The key words here are surprising, genre-transcending, unexpected, disruptive.
I really love boldness and unpredictability in a writer, because it’s a quality that requires nerves of steel and a strong sense of one’s creative vision. So many writers find themselves scurrying in a mouse-wheel of market expectations, churning out one similar book after another, second-guessing what readers want, caught up in competing for the ephemera of prizes, grants, bestseller lists, review inches. To write what inspires and excites you, to test boundaries and expectations, to stretch your creative muscles to straining point and beyond – that takes courage, and James Bradley has it in spades.
He is also a beautiful writer, elegant and restrained.
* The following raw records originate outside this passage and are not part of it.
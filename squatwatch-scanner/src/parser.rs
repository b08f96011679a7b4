// Extraction of squatting rows from a rendered Radar results page

use crate::error::{Result, ScanError};
use crate::result::{SquatKind, SquatRecord};
use scraper::{ElementRef, Html, Selector};
use std::collections::BTreeMap;
use tracing::{debug, info, warn};

const ROW_SELECTOR: &str = "tr.mutator_true.row_score.row_score_";
const DOMAIN_BASE: &str = "span.pull-left.label.label-part-of-url.http.full-width-mutator";
/// Later entries win when a row carries more than one.
const DOMAIN_STATES: [&str; 4] = [
    ".status_active.mutation-malicious",
    ".status_inactive.mutation-malicious",
    ".status_active.mutation-legitimate",
    ".status_inactive.mutation-legitimate",
];
const SERVER_INFO_SELECTOR: &str = "div.vcenter";
const WEB_SERVER_SELECTOR: &str = "i.fa.fa-globe";
const EMAIL_SERVER_SELECTOR: &str = "i.fa.fa-envelope";
const COUNTRY_SELECTOR: &str = "span.pull-left.label.label-info.countrycode";
const IP_SELECTOR: &str = "span.label.label-gray.pull-left";
const REGISTRY_SELECTOR: &str = "span.label.label-gray.registrar_popover";
const PHISHING_SELECTOR: &str = "div#search-block1 div.new-alert__description";
const NO_PHISHING_TEXT: &str = "No phishing websites found";

/// What the phishing block of a results page says.
#[derive(Debug, Clone, PartialEq, Eq)]
pub enum PhishingStatus {
    Clear,
    Listed(String),
    Missing,
}

fn selector(css: &str) -> Result<Selector> {
    Selector::parse(css).map_err(|e| ScanError::ParseError(format!("bad selector '{}': {}", css, e)))
}

struct RowSelectors {
    domains: Vec<Selector>,
    server_info: Selector,
    web_server: Selector,
    email_server: Selector,
    country: Selector,
    ip: Selector,
    registry: Selector,
}

impl RowSelectors {
    fn new() -> Result<Self> {
        let domains = DOMAIN_STATES
            .iter()
            .map(|state| selector(&format!("{}{}", DOMAIN_BASE, state)))
            .collect::<Result<Vec<_>>>()?;

        Ok(Self {
            domains,
            server_info: selector(SERVER_INFO_SELECTOR)?,
            web_server: selector(WEB_SERVER_SELECTOR)?,
            email_server: selector(EMAIL_SERVER_SELECTOR)?,
            country: selector(COUNTRY_SELECTOR)?,
            ip: selector(IP_SELECTOR)?,
            registry: selector(REGISTRY_SELECTOR)?,
        })
    }
}

/// Parse both squatting tables out of a full results page.
///
/// Cybersquatting rows come first, then typosquatting rows.
pub fn parse_results_page(html: &str, search_domain: &str) -> Result<Vec<SquatRecord>> {
    let document = Html::parse_document(html);

    match phishing_status(&document)? {
        PhishingStatus::Clear => {
            debug!("Found no potential phishing websites for {}.", search_domain)
        }
        PhishingStatus::Listed(text) => warn!(
            "Radar lists potential phishing websites for {} ({}); phishing rows are not extracted",
            search_domain, text
        ),
        PhishingStatus::Missing => {
            debug!("No phishing block on the results page for {}", search_domain)
        }
    }

    let mut records = parse_squats(&document, search_domain, SquatKind::CyberSquatting)?;
    records.extend(parse_squats(&document, search_domain, SquatKind::TypoSquatting)?);
    Ok(records)
}

/// Parse the rows of one squatting table. Rows without a domain are dropped.
pub fn parse_squats(
    document: &Html,
    search_domain: &str,
    kind: SquatKind,
) -> Result<Vec<SquatRecord>> {
    let table_selector = selector(&format!("table#{}", kind.table_id()))?;
    let Some(table) = document.select(&table_selector).next() else {
        warn!("Found no {} table for {}.", kind, search_domain);
        return Ok(Vec::new());
    };

    let row_selector = selector(ROW_SELECTOR)?;
    let selectors = RowSelectors::new()?;
    let mut records = Vec::new();

    for row in table.select(&row_selector) {
        match parse_row(row, &selectors) {
            Some(record) => {
                debug!("Found result for search: {:?}", record);
                records.push(record);
            }
            None => warn!("Unknown domain type @ {}: {}", kind, search_domain),
        }
    }

    if records.is_empty() {
        warn!("Found no results for {} domains for {}.", kind, search_domain);
    } else {
        info!(
            "Extracted a total of {} {} domains for {}.",
            records.len(),
            kind,
            search_domain
        );
    }

    Ok(records)
}

fn parse_row(row: ElementRef, selectors: &RowSelectors) -> Option<SquatRecord> {
    let domain = selectors
        .domains
        .iter()
        .filter_map(|sel| row.select(sel).next())
        .last()
        .map(|span| squash_whitespace(&element_text(span)))
        .filter(|d| !d.is_empty())?;

    let mut record = SquatRecord::new(domain);

    if let Some(server_info) = row.select(&selectors.server_info).next() {
        record.web_server = server_info.select(&selectors.web_server).next().is_some();
        record.email_server = server_info.select(&selectors.email_server).next().is_some();
    }

    record.country_code = row
        .select(&selectors.country)
        .next()
        .and_then(|cc| cc.value().attr("data-content"))
        .map(str::to_string);

    record.ip = row
        .select(&selectors.ip)
        .next()
        .map(|ip| element_text(ip).trim().to_string())
        .filter(|ip| !ip.is_empty());

    // The "created" column only carries the registration date; the full
    // registry record lives in the popover content.
    if let Some(raw) = row
        .select(&selectors.registry)
        .next()
        .and_then(|r| r.value().attr("data-content"))
    {
        record.registry_info = parse_registry_info(raw);
    }

    Some(record)
}

/// Split registrar popover content (`Key: value<br>Key: value`) into a map.
pub fn parse_registry_info(raw: &str) -> BTreeMap<String, String> {
    raw.split("<br>")
        .filter_map(|entry| entry.split_once(':'))
        .map(|(key, value)| (key.trim().to_string(), value.trim().to_string()))
        .filter(|(key, _)| !key.is_empty())
        .collect()
}

pub fn phishing_status(document: &Html) -> Result<PhishingStatus> {
    let phishing_selector = selector(PHISHING_SELECTOR)?;
    Ok(match document.select(&phishing_selector).next() {
        Some(description) => {
            let text = element_text(description).trim().to_string();
            if text == NO_PHISHING_TEXT {
                PhishingStatus::Clear
            } else {
                PhishingStatus::Listed(text)
            }
        }
        None => PhishingStatus::Missing,
    })
}

/// The search id is whatever sits between the first and second `=` of the
/// results URL.
pub fn extract_search_id(url: &str) -> Option<String> {
    url.split('=')
        .nth(1)
        .filter(|id| !id.is_empty())
        .map(str::to_string)
}

fn element_text(element: ElementRef) -> String {
    element.text().collect()
}

fn squash_whitespace(text: &str) -> String {
    text.chars().filter(|c| !c.is_whitespace()).collect()
}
So I was drawn to reading James Bradley’s new dystopian novel for young adults, The Silent Invasion, not because I like YA dystopia (I don’t really), but because I admire his writing and I was interested to see what he’d do with the conventions of this rather over-crowded genre.
The story is told from the point-of-view of sixteen-year-old Callie. She lives in the near-future, at a time when the world has become infected with the spores of some kind of alien intelligence. The first signs are phosphorus on the skin, a strange glow in the eyes. Anyone showing signs of being infected is taken away by Quarantine officers. No-one knows where, or what happens to them. Callie’s own father – a scientist studying the spores – was taken away, and now Callie is being looked after by her step-mother and her boyfriend. She loves her little sister Gracie deeply, and when it becomes clear Gracie has been infected, Callie does her best to save her.
It’s a race against time. Callie is chasing rumours and speculations that there is a safe place, a Zone, where Gracie will be safe. They meet a boy, also running, and a clever and relentless Quarantine officer determined to stop them, and various people, some kind, some unspeakably cruel. It’s intense, fast-paced, politically aware, and heart-breaking. Callie is tough and yet vulnerable, intelligent and yet prone to impulse, loving but still afraid to surrender herself to love. And the writing is as beautiful and thoughtful as I hoped for. So many writers for teenagers sacrifice lyricism for pace. They are not mutually exclusive. In fact, a perfectly turned sentence has its own unstoppable force:
‘Sometime deep in the night the moon rose, and for a time I lay staring up at it and the great girdle of the Milky Way. Its brightness stretched from horizon to horizon, and I imagined myself falling upwards, leaving all of this behind and losing myself in its light. Once we had dreamed of travelling to the stars, of becoming explorers; now we scrabbled and fought to survive. What else lay out there, I found myself wondering. Were there other worlds, other possibilities? Or was this all there was, this chaos and fear and sense we were running from something we could not outrun? At some point I realised I was crying; surprised at myself, I tried to wipe my face, but the tears kept coming.’
The Silent Invasion reminded me of some of the great science fiction books of my own adolescence. A Wrinkle in Time by Madeleine L’Engle and The Giver by Lois Lowry. I hope it strikes as strong a chord.